Given the array of cyber threats organizations face these days, it’s virtually impossible to “win” at cybersecurity. There will always be some hacker or entity who’s one step ahead. A more realistic approach is to manage the risk. When we stop trying to reach some nirvana-like state of protection, and focus instead on lowering risk, we can achieve the cybersecurity sweet spot: prudent protection balanced with business efficiency. That’s the focus of “Getting Your House in Order.”
While you can never eliminate your cyber risk entirely, integrating the work of IT Security and IT Ops can dramatically lower your organization’s risk profile. While creating such an integrated approach can be challenging, here are five steps that will move your teams in the right direction.
Align IT security goals with business goals to balance pragmatic security and operational requirements. If security is an obstacle to getting the job done, the business will go around it. But if security fails, then the whole business could be at risk. Thus, an IT organization’s mission is not to secure the organization or to ensure functionality — it’s to do both. You have to enable the business to function in a world where it’s faced with a lot of threats. To do so, you must make risk trade-offs and base security decisions on operational need. For example, due to the potential threat social media access poses, many companies simply prohibit access. That’s fine for an engineer, but what about your corporate communications team? Their ability to do their job depends on access to those channels, so cutting those employees off is a problem. Finding the right balance is key.
Create shared objectives and responsibilities.Ensure that Ops and Security teams are pointed in the same direction, agree on what’s critical for business operations, and who’s doing what and for whom. Start by achieving 100 percent asset visibility. Data from 1E’s Getting Your House in Order report shows that most companies don’t know what’s on their network, in terms of both devices and software. Next, upgrade and patch based on an agreed set of shared key performance indicators. Data currently shows that the average time to patch is 102 days. A delay of that length creates an extremely large window of vulnerability — you need to move much faster. Finally, for those systems that cannot be patched, establish compensating controls to mitigate the risk.

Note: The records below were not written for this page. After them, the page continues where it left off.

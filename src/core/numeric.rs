/// Floor for the NER denominator. Anything below it is treated as a
/// zero-sized lease and every tier resolves to 0.
pub const EPSILON: f64 = 1e-9;

/// Clamps a value into the non-negative finite domain the engine expects.
/// NaN, infinities and negatives all become 0.
pub fn non_negative(value: f64) -> f64 {
    if value.is_finite() && value > 0.0 {
        value
    } else {
        0.0
    }
}

/// Keeps the sign but replaces an overflowed or NaN intermediate with 0.
pub fn finite_or_zero(value: f64) -> f64 {
    if value.is_finite() { value } else { 0.0 }
}

/// `numerator / divisor`, or 0 when the divisor is not a positive area.
pub fn safe_ratio(numerator: f64, divisor: f64) -> f64 {
    if divisor > 0.0 {
        numerator / divisor
    } else {
        0.0
    }
}

/// Parses user-facing number text into a non-negative value.
///
/// Accepts both `.` and `,` as the decimal separator. When both appear, the
/// right-most one is the decimal separator and the other is a thousands
/// separator. When only one kind appears more than once it is a thousands
/// separator. Spaces, apostrophes and underscores are dropped. Anything
/// unparseable yields 0.
pub fn parse_decimal(text: &str) -> f64 {
    let cleaned: String = text
        .trim()
        .chars()
        .filter(|c| !c.is_whitespace() && !matches!(c, '\'' | '_' | '\u{a0}'))
        .collect();
    if cleaned.is_empty() {
        return 0.0;
    }

    let last_dot = cleaned.rfind('.');
    let last_comma = cleaned.rfind(',');
    let decimal_sep = match (last_dot, last_comma) {
        (Some(d), Some(c)) => Some(if d > c { '.' } else { ',' }),
        (Some(_), None) if cleaned.matches('.').count() == 1 => Some('.'),
        (None, Some(_)) if cleaned.matches(',').count() == 1 => Some(','),
        _ => None,
    };

    let mut normalized = String::with_capacity(cleaned.len());
    for c in cleaned.chars() {
        match c {
            '.' | ',' if Some(c) == decimal_sep => normalized.push('.'),
            '.' | ',' => {}
            other => normalized.push(other),
        }
    }

    normalized.parse::<f64>().map(non_negative).unwrap_or(0.0)
}
use super::numeric::{non_negative, safe_ratio};
use super::types::{FitOutField, FitOutInput, FitOutMode};

/// Keeps the three fit-out representations (per net area, per gross area,
/// total) consistent with each other and with the current areas.
///
/// Only the field selected by `mode` is ever taken as the source of truth.
/// The other two are display values, refreshed on area changes and on
/// authoritative edits, except while the input layer reports them focused.
#[derive(Debug, Clone, PartialEq)]
pub struct FitOutReconciler {
    mode: FitOutMode,
    per_net_area_rate: f64,
    per_gross_area_rate: f64,
    total_amount: f64,
    net_area: f64,
    gross_area: f64,
    focus: Option<FitOutField>,
}

impl FitOutReconciler {
    pub fn new(input: FitOutInput) -> Self {
        Self {
            mode: input.mode,
            per_net_area_rate: non_negative(input.per_net_area_rate),
            per_gross_area_rate: non_negative(input.per_gross_area_rate),
            total_amount: non_negative(input.total_amount),
            net_area: 0.0,
            gross_area: 0.0,
            focus: None,
        }
    }

    pub fn mode(&self) -> FitOutMode {
        self.mode
    }

    pub fn focus(&self) -> Option<FitOutField> {
        self.focus
    }

    /// Switches the authoritative field. Values are left as they are; the
    /// next area change or edit recomputes along the new path.
    pub fn set_mode(&mut self, mode: FitOutMode) {
        self.mode = mode;
    }

    pub fn set_focus(&mut self, focus: Option<FitOutField>) {
        self.focus = focus;
    }

    pub fn on_area_changed(&mut self, net_area: f64, gross_area: f64) {
        self.net_area = non_negative(net_area);
        self.gross_area = non_negative(gross_area);
        self.refresh_derived();
    }

    /// Applies an edit to `field`. Returns `false` and changes nothing when
    /// `field` is not the authoritative one for the current mode.
    pub fn on_field_edited(&mut self, field: FitOutField, value: f64) -> bool {
        if field != self.mode.authoritative_field() {
            return false;
        }
        self.write(field, non_negative(value));
        self.refresh_derived();
        true
    }

    /// Blur: drops the focus marker and runs the refresh it was holding back.
    pub fn on_field_committed(&mut self) {
        self.focus = None;
        self.refresh_derived();
    }

    pub fn resolve_total_fit_out_cost(&self) -> f64 {
        let total = match self.mode {
            FitOutMode::PerNetArea => self.per_net_area_rate * self.net_area,
            FitOutMode::PerGrossArea => self.per_gross_area_rate * self.gross_area,
            FitOutMode::Total => self.total_amount,
        };
        non_negative(total)
    }

    pub fn snapshot(&self) -> FitOutInput {
        FitOutInput {
            mode: self.mode,
            per_net_area_rate: self.per_net_area_rate,
            per_gross_area_rate: self.per_gross_area_rate,
            total_amount: self.total_amount,
        }
    }

    fn refresh_derived(&mut self) {
        let total = self.resolve_total_fit_out_cost();
        let per_net = safe_ratio(total, self.net_area);
        let per_gross = safe_ratio(total, self.gross_area);
        let authoritative = self.mode.authoritative_field();

        for (field, value) in [
            (FitOutField::PerNetArea, per_net),
            (FitOutField::PerGrossArea, per_gross),
            (FitOutField::Total, total),
        ] {
            if field != authoritative && self.focus != Some(field) {
                self.write(field, value);
            }
        }
    }

    fn write(&mut self, field: FitOutField, value: f64) {
        match field {
            FitOutField::PerNetArea => self.per_net_area_rate = value,
            FitOutField::PerGrossArea => self.per_gross_area_rate = value,
            FitOutField::Total => self.total_amount = value,
        }
    }
}

#[cfg(test)]
mod tests {
    use super::*;
    use proptest::prelude::{prop_assert, proptest};

    const EPS: f64 = 1e-6;

    fn assert_approx(actual: f64, expected: f64) {
        assert!(
            (actual - expected).abs() <= EPS,
            "expected {expected}, got {actual}"
        );
    }

    fn per_net_area(rate: f64) -> FitOutReconciler {
        FitOutReconciler::new(FitOutInput {
            mode: FitOutMode::PerNetArea,
            per_net_area_rate: rate,
            per_gross_area_rate: 0.0,
            total_amount: 0.0,
        })
    }

    #[test]
    fn per_net_area_mode_derives_total_and_gross_rate() {
        let mut reconciler = per_net_area(150.0);
        reconciler.on_area_changed(1_000.0, 1_050.0);

        let snapshot = reconciler.snapshot();
        assert_approx(reconciler.resolve_total_fit_out_cost(), 150_000.0);
        assert_approx(snapshot.total_amount, 150_000.0);
        assert_approx(snapshot.per_gross_area_rate, 150_000.0 / 1_050.0);
        assert_approx(snapshot.per_net_area_rate, 150.0);
    }

    #[test]
    fn per_gross_area_mode_derives_total_and_net_rate() {
        let mut reconciler = FitOutReconciler::new(FitOutInput {
            mode: FitOutMode::PerGrossArea,
            per_net_area_rate: 0.0,
            per_gross_area_rate: 100.0,
            total_amount: 0.0,
        });
        reconciler.on_area_changed(1_000.0, 1_050.0);

        let snapshot = reconciler.snapshot();
        assert_approx(reconciler.resolve_total_fit_out_cost(), 105_000.0);
        assert_approx(snapshot.total_amount, 105_000.0);
        assert_approx(snapshot.per_net_area_rate, 105.0);
    }

    #[test]
    fn total_mode_derives_both_rates() {
        let mut reconciler = FitOutReconciler::new(FitOutInput {
            mode: FitOutMode::Total,
            per_net_area_rate: 0.0,
            per_gross_area_rate: 0.0,
            total_amount: 210_000.0,
        });
        reconciler.on_area_changed(1_000.0, 1_050.0);

        let snapshot = reconciler.snapshot();
        assert_approx(reconciler.resolve_total_fit_out_cost(), 210_000.0);
        assert_approx(snapshot.per_net_area_rate, 210.0);
        assert_approx(snapshot.per_gross_area_rate, 200.0);
    }

    #[test]
    fn mode_switch_alone_does_not_recompute() {
        let mut reconciler = per_net_area(150.0);
        reconciler.on_area_changed(1_000.0, 1_050.0);
        let before = reconciler.snapshot();

        reconciler.set_mode(FitOutMode::PerGrossArea);

        let after = reconciler.snapshot();
        assert_eq!(after.per_net_area_rate, before.per_net_area_rate);
        assert_eq!(after.per_gross_area_rate, before.per_gross_area_rate);
        assert_eq!(after.total_amount, before.total_amount);
        assert_approx(reconciler.resolve_total_fit_out_cost(), 150_000.0);
    }

    #[test]
    fn zero_net_area_yields_zero_total_without_nan() {
        let mut reconciler = per_net_area(150.0);
        reconciler.on_area_changed(0.0, 0.0);

        let snapshot = reconciler.snapshot();
        assert_eq!(reconciler.resolve_total_fit_out_cost(), 0.0);
        assert_eq!(snapshot.total_amount, 0.0);
        assert_eq!(snapshot.per_gross_area_rate, 0.0);
        assert!(!snapshot.per_net_area_rate.is_nan());
    }

    #[test]
    fn total_mode_with_zero_area_keeps_total_and_zeroes_rates() {
        let mut reconciler = FitOutReconciler::new(FitOutInput {
            mode: FitOutMode::Total,
            per_net_area_rate: 7.0,
            per_gross_area_rate: 7.0,
            total_amount: 50_000.0,
        });
        reconciler.on_area_changed(0.0, 0.0);

        let snapshot = reconciler.snapshot();
        assert_approx(reconciler.resolve_total_fit_out_cost(), 50_000.0);
        assert_eq!(snapshot.per_net_area_rate, 0.0);
        assert_eq!(snapshot.per_gross_area_rate, 0.0);
    }

    #[test]
    fn focused_field_survives_area_change() {
        let mut reconciler = FitOutReconciler::new(FitOutInput {
            mode: FitOutMode::Total,
            per_net_area_rate: 0.0,
            per_gross_area_rate: 0.0,
            total_amount: 100_000.0,
        });
        reconciler.on_area_changed(1_000.0, 1_000.0);
        reconciler.set_focus(Some(FitOutField::PerNetArea));

        reconciler.on_area_changed(2_000.0, 2_100.0);

        let snapshot = reconciler.snapshot();
        assert_approx(snapshot.per_net_area_rate, 100.0);
        assert_approx(snapshot.per_gross_area_rate, 100_000.0 / 2_100.0);

        reconciler.on_field_committed();
        assert_eq!(reconciler.focus(), None);
        assert_approx(reconciler.snapshot().per_net_area_rate, 50.0);
    }

    #[test]
    fn typing_into_authoritative_field_updates_others_on_next_read() {
        let mut reconciler = per_net_area(150.0);
        reconciler.on_area_changed(1_000.0, 1_050.0);
        reconciler.set_focus(Some(FitOutField::PerNetArea));

        reconciler.on_area_changed(1_200.0, 1_260.0);

        let snapshot = reconciler.snapshot();
        assert_eq!(snapshot.per_net_area_rate, 150.0);
        assert_approx(snapshot.total_amount, 180_000.0);
        assert_approx(snapshot.per_gross_area_rate, 180_000.0 / 1_260.0);
        assert_approx(reconciler.resolve_total_fit_out_cost(), 180_000.0);
    }

    #[test]
    fn authoritative_edit_recomputes_immediately() {
        let mut reconciler = per_net_area(150.0);
        reconciler.on_area_changed(1_000.0, 1_050.0);
        reconciler.set_focus(Some(FitOutField::PerNetArea));

        assert!(reconciler.on_field_edited(FitOutField::PerNetArea, 200.0));

        let snapshot = reconciler.snapshot();
        assert_approx(snapshot.per_net_area_rate, 200.0);
        assert_approx(snapshot.total_amount, 200_000.0);
        assert_approx(snapshot.per_gross_area_rate, 200_000.0 / 1_050.0);
    }

    #[test]
    fn non_authoritative_edit_is_ignored() {
        let mut reconciler = per_net_area(150.0);
        reconciler.on_area_changed(1_000.0, 1_050.0);
        let before = reconciler.snapshot();

        assert!(!reconciler.on_field_edited(FitOutField::Total, 1.0));
        assert_eq!(reconciler.snapshot(), before);
    }

    #[test]
    fn negative_and_nan_edits_are_clamped() {
        let mut reconciler = per_net_area(150.0);
        reconciler.on_area_changed(1_000.0, 1_050.0);

        reconciler.on_field_edited(FitOutField::PerNetArea, -20.0);
        assert_eq!(reconciler.resolve_total_fit_out_cost(), 0.0);

        reconciler.on_field_edited(FitOutField::PerNetArea, f64::NAN);
        assert_eq!(reconciler.resolve_total_fit_out_cost(), 0.0);
    }

    proptest! {
        #![proptest_config(proptest::test_runner::Config::with_cases(64))]

        #[test]
        fn prop_per_net_round_trip_survives_mode_switch(
            rate_cents in 0u32..100_000,
            net_area in 1u32..50_000,
            add_on_bp in 0u32..5_000
        ) {
            let rate = rate_cents as f64 / 100.0;
            let net = net_area as f64;
            let gross = net * (1.0 + add_on_bp as f64 / 10_000.0);

            let mut reconciler = per_net_area(rate);
            reconciler.on_area_changed(net, gross);
            let total = reconciler.resolve_total_fit_out_cost();
            let tol = 1e-9 * total.max(1.0);

            prop_assert!((total - rate * net).abs() <= tol);
            prop_assert!((reconciler.snapshot().per_gross_area_rate - total / gross).abs() <= tol);

            for mode in [FitOutMode::PerGrossArea, FitOutMode::Total] {
                reconciler.set_mode(mode);
                prop_assert!((reconciler.resolve_total_fit_out_cost() - total).abs() <= tol);
            }
        }
    }
}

Establish Key Performance Indicators. The dirty little secret of IT security is many logical outcome measures don’t work in this context. For example, the number of intrusions prevented would be a logical statistic. The problem is that we don’t (and can’t) know how many total intrusion attempts occur. If your network intrusion detection system stops 100 attempts, that’s great if there are only 101, but not so good if there are 10,000. Overall, the industry has come up with few useful outcome-based performance measures, and the ones that exist require a lot of investment and sophistication to manage. However, useful KPIs do exist, because meeting certain input metrics will still lower your risk. For example, what percentage of machines are up-to-date with patching? How many are upgraded to Windows 10? Establishing and meeting these kinds of input KPIs will reduce your company’s cyber risk and allow you to credibly report improvement to the C-suite or the Board.
Develop a clear, shared incident response plan. It’s highly probable, if not inevitable, that you will experience a breach. That’s why being fully prepared is critical. To start, identify who is responsible for what actions in the event of a breach, and be specific — say exactly who, in what role, takes what action. Integrate these plans with your legal and public relations teams to communicate clearly and effectively. The same communication rules that apply to any other business crisis apply to a cyber incident.
Update your action plan, KPIs, and priorities at least annually.The cybersecurity space moves quickly, so it’s imperative that your plans and approach keep pace. By adapting your priorities to new and emerging threats, you’ll be in a much better position to protect the organization. Beyond threats, there are other reasons to adapt as well: You open a new location, acquire another company, or there’s a new law (like GDPR) that demands a change in your plan. Cybersecurity is not a static state; it’s constantly evolving and adapting, and you must do the same.
When cybersecurity experts talk about managing the human element, they’re mostly referring to end users. But the human element is also critical for implementation. If IT Ops and Security don’t work well together, all of the technical solutions on the market won’t help. Changing the mindset and approach within your IT organization to pragmatically managing risk, as opposed to defeating adversaries or maintaining functionality at all costs, will give you a much greater chance of maintaining an advantage over growing threat. And that’s good for business — which is really the point of all this activity anyway.
Michael Daniel was Special Assistant to President Barack ObamaBarack Hussein ObamaA simple fix can bring revolutionary change to health spending US and UK see eye to eye on ending illegal wildlife trade Top nuclear policy appointee removed from Pentagon post: report MORE on cybersecurity; he is CEO of the Cyber Threat Alliance.